RECORDS PROVIDED:
#####

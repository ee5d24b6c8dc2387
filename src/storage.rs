//! Object storage for model artifacts and loan batches.
//!
//! The pipeline only needs to fetch a named artifact, push one back and list
//! keys under a prefix, so any key/value blob store will do. Two backends are
//! provided: a local directory and an S3-compatible bucket reached over HTTP.

use crate::error::{Result, ScoringError};
use async_trait::async_trait;
use reqwest::{Client, StatusCode, Url};
use serde::de::DeserializeOwned;
use std::path::{Component, Path, PathBuf};
use std::sync::Arc;
use std::time::Duration;
use tracing::{debug, info};

/// Key/value blob store.
#[async_trait]
pub trait ObjectStore: Send + Sync {
    /// Fetch the content stored under `key`.
    async fn get(&self, key: &str) -> Result<Vec<u8>>;

    /// Store `content` under `key`, replacing any previous content.
    async fn put(&self, key: &str, content: Vec<u8>) -> Result<()>;

    /// Sorted keys starting with `prefix`.
    async fn list(&self, prefix: &str) -> Result<Vec<String>>;
}

/// Strip the leading slash some callers put on keys.
pub fn normalize_key(key: &str) -> &str {
    key.trim_start_matches('/')
}

/// Key used when pushing: normalized, with spaces replaced by dashes.
pub fn push_key(key: &str) -> String {
    normalize_key(key).replace(' ', "-")
}

/// Relative filesystem path for a key. Keys that would leave the directory
/// they are resolved against are rejected.
fn key_path(key: &str) -> Result<PathBuf> {
    let key = normalize_key(key);
    let path = Path::new(key);
    let invalid = key.is_empty() || path.components().any(|c| !matches!(c, Component::Normal(_)));
    if invalid {
        return Err(ScoringError::Storage {
            key: key.to_string(),
            reason: "key must be a relative path without `.` or `..` segments".to_string(),
        });
    }
    Ok(path.to_path_buf())
}

/// Store backed by a directory on the local filesystem.
#[derive(Debug, Clone)]
pub struct LocalObjectStore {
    root: PathBuf,
}

impl LocalObjectStore {
    pub fn new(root: impl Into<PathBuf>) -> Self {
        Self { root: root.into() }
    }

    pub fn root(&self) -> &Path {
        &self.root
    }

    fn path_for(&self, key: &str) -> Result<PathBuf> {
        Ok(self.root.join(key_path(key)?))
    }
}

#[async_trait]
impl ObjectStore for LocalObjectStore {
    async fn get(&self, key: &str) -> Result<Vec<u8>> {
        let path = self.path_for(key)?;
        match tokio::fs::read(&path).await {
            Ok(bytes) => Ok(bytes),
            Err(e) if e.kind() == std::io::ErrorKind::NotFound => Err(ScoringError::ArtifactNotFound {
                key: normalize_key(key).to_string(),
            }),
            Err(e) => Err(ScoringError::Storage {
                key: normalize_key(key).to_string(),
                reason: e.to_string(),
            }),
        }
    }

    async fn put(&self, key: &str, content: Vec<u8>) -> Result<()> {
        let path = self.path_for(&push_key(key))?;
        if let Some(parent) = path.parent() {
            tokio::fs::create_dir_all(parent).await?;
        }
        tokio::fs::write(&path, content).await?;
        Ok(())
    }

    async fn list(&self, prefix: &str) -> Result<Vec<String>> {
        let prefix = normalize_key(prefix);
        let mut keys = Vec::new();
        let mut pending = vec![self.root.clone()];

        while let Some(dir) = pending.pop() {
            let mut entries = match tokio::fs::read_dir(&dir).await {
                Ok(entries) => entries,
                Err(e) if e.kind() == std::io::ErrorKind::NotFound => continue,
                Err(e) => return Err(e.into()),
            };
            while let Some(entry) = entries.next_entry().await? {
                let path = entry.path();
                if entry.file_type().await?.is_dir() {
                    pending.push(path);
                    continue;
                }
                let Ok(relative) = path.strip_prefix(&self.root) else {
                    continue;
                };
                let key = relative
                    .components()
                    .map(|c| c.as_os_str().to_string_lossy())
                    .collect::<Vec<_>>()
                    .join("/");
                if key.starts_with(prefix) {
                    keys.push(key);
                }
            }
        }

        keys.sort();
        Ok(keys)
    }
}

/// S3-compatible bucket addressed by a base URL such as
/// `https://<bucket>.s3.amazonaws.com`.
#[derive(Debug, Clone)]
pub struct HttpObjectStore {
    base_url: Url,
    client: Client,
}

impl HttpObjectStore {
    pub fn new(base_url: impl Into<String>, timeout: Option<Duration>) -> Result<Self> {
        let raw = base_url.into();
        let base_url = Url::parse(raw.trim_end_matches('/'))
            .ok()
            .filter(|url| !url.cannot_be_a_base())
            .ok_or_else(|| ScoringError::Storage {
                key: raw.clone(),
                reason: "bucket URL must be an absolute http(s) URL".to_string(),
            })?;

        let mut builder = Client::builder();
        if let Some(timeout) = timeout {
            builder = builder.timeout(timeout);
        }
        let client = builder
            .build()
            .map_err(|e| ScoringError::http(base_url.as_str(), e))?;
        Ok(Self { base_url, client })
    }

    /// Object URL with every key segment percent-encoded
    fn url_for(&self, key: &str) -> Result<Url> {
        let key = normalize_key(key);
        let mut url = self.base_url.clone();
        url.path_segments_mut()
            .map_err(|_| ScoringError::Storage {
                key: key.to_string(),
                reason: "bucket URL cannot take a path".to_string(),
            })?
            .pop_if_empty()
            .extend(key.split('/'));
        Ok(url)
    }

    fn status_error(key: &str, status: StatusCode, body: String) -> ScoringError {
        if status == StatusCode::NOT_FOUND {
            ScoringError::ArtifactNotFound {
                key: normalize_key(key).to_string(),
            }
        } else {
            ScoringError::Storage {
                key: normalize_key(key).to_string(),
                reason: format!("{status}: {body}"),
            }
        }
    }
}

#[async_trait]
impl ObjectStore for HttpObjectStore {
    async fn get(&self, key: &str) -> Result<Vec<u8>> {
        let url = self.url_for(key)?;
        let resp = self
            .client
            .get(url.clone())
            .send()
            .await
            .map_err(|e| ScoringError::http(url.as_str(), e))?;
        let status = resp.status();
        if !status.is_success() {
            let body = resp.text().await.unwrap_or_default();
            return Err(Self::status_error(key, status, body));
        }
        let bytes = resp.bytes().await.map_err(|e| ScoringError::http(url.as_str(), e))?;
        Ok(bytes.to_vec())
    }

    async fn put(&self, key: &str, content: Vec<u8>) -> Result<()> {
        let key = push_key(key);
        let url = self.url_for(&key)?;
        let resp = self
            .client
            .put(url.clone())
            .body(content)
            .send()
            .await
            .map_err(|e| ScoringError::http(url.as_str(), e))?;
        let status = resp.status();
        if !status.is_success() {
            let body = resp.text().await.unwrap_or_default();
            return Err(Self::status_error(&key, status, body));
        }
        Ok(())
    }

    /// Follows continuation tokens until the listing is complete.
    async fn list(&self, prefix: &str) -> Result<Vec<String>> {
        let url = self.url_for("")?;
        let prefix = normalize_key(prefix);
        let mut keys = Vec::new();
        let mut token: Option<String> = None;

        loop {
            let mut query = vec![("list-type", "2"), ("prefix", prefix)];
            if let Some(token) = token.as_deref() {
                query.push(("continuation-token", token));
            }
            let resp = self
                .client
                .get(url.clone())
                .query(&query)
                .send()
                .await
                .map_err(|e| ScoringError::http(url.as_str(), e))?;
            let status = resp.status();
            let body = resp.text().await.map_err(|e| ScoringError::http(url.as_str(), e))?;
            if !status.is_success() {
                return Err(Self::status_error(prefix, status, body));
            }

            let page = parse_listing(&body);
            debug!(prefix = %prefix, keys = page.keys.len(), truncated = page.truncated, "Listing page");
            keys.extend(page.keys);
            if !page.truncated {
                break;
            }
            match page.next_token {
                Some(next) if token.as_deref() != Some(next.as_str()) => token = Some(next),
                _ => {
                    return Err(ScoringError::malformed(
                        url.as_str(),
                        "truncated listing without a new continuation token",
                    ))
                }
            }
        }

        keys.sort();
        Ok(keys)
    }
}

/// One page of an S3 `ListBucketResult` document
#[derive(Debug, Default, PartialEq)]
struct ListingPage {
    keys: Vec<String>,
    truncated: bool,
    next_token: Option<String>,
}

fn parse_listing(body: &str) -> ListingPage {
    ListingPage {
        keys: tag_values(body, "Key"),
        truncated: tag_values(body, "IsTruncated")
            .first()
            .is_some_and(|v| v.trim() == "true"),
        next_token: tag_values(body, "NextContinuationToken").into_iter().next(),
    }
}

/// Unescaped text of every `<tag>...</tag>` element
fn tag_values(body: &str, tag: &str) -> Vec<String> {
    let open = format!("<{tag}>");
    let close = format!("</{tag}>");

    let mut values = Vec::new();
    let mut rest = body;
    while let Some(start) = rest.find(&open) {
        rest = &rest[start + open.len()..];
        let Some(end) = rest.find(&close) else {
            break;
        };
        values.push(
            rest[..end]
                .replace("&lt;", "<")
                .replace("&gt;", ">")
                .replace("&quot;", "\"")
                .replace("&apos;", "'")
                .replace("&amp;", "&"),
        );
        rest = &rest[end + close.len()..];
    }
    values
}

/// Fetches artifacts from a store, keeping a transient local copy of each.
#[derive(Clone)]
pub struct ArtifactCache {
    store: Arc<dyn ObjectStore>,
    tmp_localdir: Option<PathBuf>,
}

impl ArtifactCache {
    pub fn new(store: Arc<dyn ObjectStore>) -> Self {
        Self {
            store,
            tmp_localdir: None,
        }
    }

    /// Write pulled artifacts under `dir/<key>` as well as returning them.
    pub fn with_local_copies(mut self, dir: impl Into<PathBuf>) -> Self {
        self.tmp_localdir = Some(dir.into());
        self
    }

    pub fn store(&self) -> &Arc<dyn ObjectStore> {
        &self.store
    }

    /// Local path a pulled artifact is copied to, if local copies are enabled.
    pub fn local_path(&self, key: &str) -> Result<Option<PathBuf>> {
        match &self.tmp_localdir {
            Some(dir) => Ok(Some(dir.join(key_path(key)?))),
            None => Ok(None),
        }
    }

    /// Fetch the raw bytes of an artifact.
    pub async fn pull(&self, key: &str) -> Result<Vec<u8>> {
        let local = self.local_path(key)?;
        let bytes = self.store.get(key).await?;

        match local {
            Some(local) => {
                if let Some(parent) = local.parent() {
                    tokio::fs::create_dir_all(parent).await?;
                }
                tokio::fs::write(&local, &bytes).await?;
                info!(key = %key, local = %local.display(), bytes = bytes.len(), "Pulled artifact");
            }
            None => info!(key = %key, bytes = bytes.len(), "Pulled artifact"),
        }

        Ok(bytes)
    }

    /// Fetch and decode a JSON artifact.
    pub async fn pull_json<T: DeserializeOwned>(&self, key: &str) -> Result<T> {
        let bytes = self.pull(key).await?;
        serde_json::from_slice(&bytes).map_err(|e| ScoringError::ArtifactDecode {
            key: normalize_key(key).to_string(),
            reason: e.to_string(),
        })
    }

    /// Upload a local file. The key defaults to the file name.
    pub async fn push_file(&self, path: impl AsRef<Path>, key: Option<&str>) -> Result<String> {
        let path = path.as_ref();
        let key = match key {
            Some(k) => push_key(k),
            None => path
                .file_name()
                .map(|n| push_key(&n.to_string_lossy()))
                .ok_or_else(|| ScoringError::Storage {
                    key: path.display().to_string(),
                    reason: "no key given and path has no file name".to_string(),
                })?,
        };

        let content = tokio::fs::read(path).await?;
        self.store.put(&key, content).await?;
        info!(path = %path.display(), key = %key, "Pushed file");
        Ok(key)
    }

    /// Upload in-memory content under `key`.
    pub async fn push_bytes(&self, key: &str, content: Vec<u8>) -> Result<String> {
        let key = push_key(key);
        let len = content.len();
        self.store.put(&key, content).await?;
        info!(key = %key, bytes = len, "Pushed artifact");
        Ok(key)
    }

    /// Keys under `prefix`.
    pub async fn ls(&self, prefix: &str) -> Result<Vec<String>> {
        let keys = self.store.list(prefix).await?;
        debug!(prefix = %prefix, count = keys.len(), "Listed artifacts");
        Ok(keys)
    }
}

#####

WORK ORDER: Nothing beyond the line that contains "any previous content." belongs in the answer; reproduce the entries exactly from their first line through it.

RESULT FOR THIS EXERCISE:
repository ee5d24b6c8dc2387
filename src/storage.rs
//! Object storage for model artifacts and loan batches.
//!
//! The pipeline only needs to fetch a named artifact, push one back and list
//! keys under a prefix, so any key/value blob store will do. Two backends are
//! provided: a local directory and an S3-compatible bucket reached over HTTP.

use crate::error::{Result, ScoringError};
use async_trait::async_trait;
use reqwest::{Client, StatusCode, Url};
use serde::de::DeserializeOwned;
use std::path::{Component, Path, PathBuf};
use std::sync::Arc;
use std::time::Duration;
use tracing::{debug, info};

/// Key/value blob store.
#[async_trait]
pub trait ObjectStore: Send + Sync {
    /// Fetch the content stored under `key`.
    async fn get(&self, key: &str) -> Result<Vec<u8>>;

    /// Store `content` under `key`, replacing any previous content.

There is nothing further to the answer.